If I started writing about the significance of these three men in Lutheran hymnody, I would never finish. So I’ll just share a few links and comments about each of them.
The King: Wake, Awake
There is hardly anything better than Bach’s cantata (BWV 140) on this hymn, especially the choral settings of the 2nd and 3rd stanzas. Get it on Amazon. I especially love this brass setting of the final choral.
When I was a kid, I used to page through the hymnal looking for hymns written by “Johann”s. It was a bonus to find hymns with both text and tune by someone who shared my name (especially because I didn’t know any real/living people who shared my name).

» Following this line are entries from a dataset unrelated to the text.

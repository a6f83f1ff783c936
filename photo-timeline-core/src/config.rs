use serde::{Deserialize, Serialize};

use crate::model::Section;

/// Cấu hình trang hiển thị: tài nguyên cần tải và các điểm gắn trên DOM.
#[derive(Debug, Clone, Serialize, Deserialize, PartialEq)]
pub struct ViewerConfig {
    /// Đường dẫn tới `timeline.json`, tương đối so với trang.
    pub resource_path: String,
    /// Chỉ hiển thị một section (trang theo section) thay vì cả hai.
    pub section_filter: Option<Section>,
    /// Tiền tố ghép vào đường dẫn ảnh.
    pub photo_base: String,
    /// Selector của phần tử nhận banner lỗi.
    pub banner_selector: String,
    pub template_id: String,
    pub overlay_id: String,
    /// Container duy nhất khi có `section_filter`.
    pub section_container_id: String,
}

/// Nơi render một section.
#[derive(Debug, Clone, PartialEq, Eq)]
pub struct SectionMount {
    pub section: Section,
    pub container_id: String,
    /// Xóa nội dung cũ của container trước khi render.
    pub replace_existing: bool,
}

impl Default for ViewerConfig {
    fn default() -> Self {
        Self {
            resource_path: "../timeline.json".to_string(),
            section_filter: None,
            photo_base: "../".to_string(),
            banner_selector: ".container".to_string(),
            template_id: "week-item-template".to_string(),
            overlay_id: "lightbox".to_string(),
            section_container_id: "timeline".to_string(),
        }
    }
}

impl ViewerConfig {
    /// Trang chỉ hiển thị một section, đặt cạnh `timeline.json`.
    pub fn for_section(section: Section) -> Self {
        Self {
            resource_path: "./timeline.json".to_string(),
            section_filter: Some(section),
            photo_base: "./".to_string(),
            banner_selector: ".timeline-container".to_string(),
            ..Self::default()
        }
    }

    pub fn mounts(&self) -> Vec<SectionMount> {
        match self.section_filter {
            Some(section) => vec![SectionMount {
                section,
                container_id: self.section_container_id.clone(),
                replace_existing: true,
            }],
            None => Section::ALL
                .into_iter()
                .map(|section| SectionMount {
                    section,
                    container_id: section.container_id().to_string(),
                    replace_existing: false,
                })
                .collect(),
        }
    }
}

Feed Your Children God Most Holy – we sing this regularly at meals in our home, especially when the whole family is together or when we have guests in our home.
Here is a German documentary on Gerhardt life, work, and significance. I suspect, though, that many of the people interviewed, who appreciate Gerhardt’s hymnody and poetry, totally miss the main and central point of Gerhardt’s hymns—Jesus.
Lobet den Herren – I have found this simply enchanting. I have sometimes said that it would have been worth learning German just to be able to sing Paul Gerhardt hymns.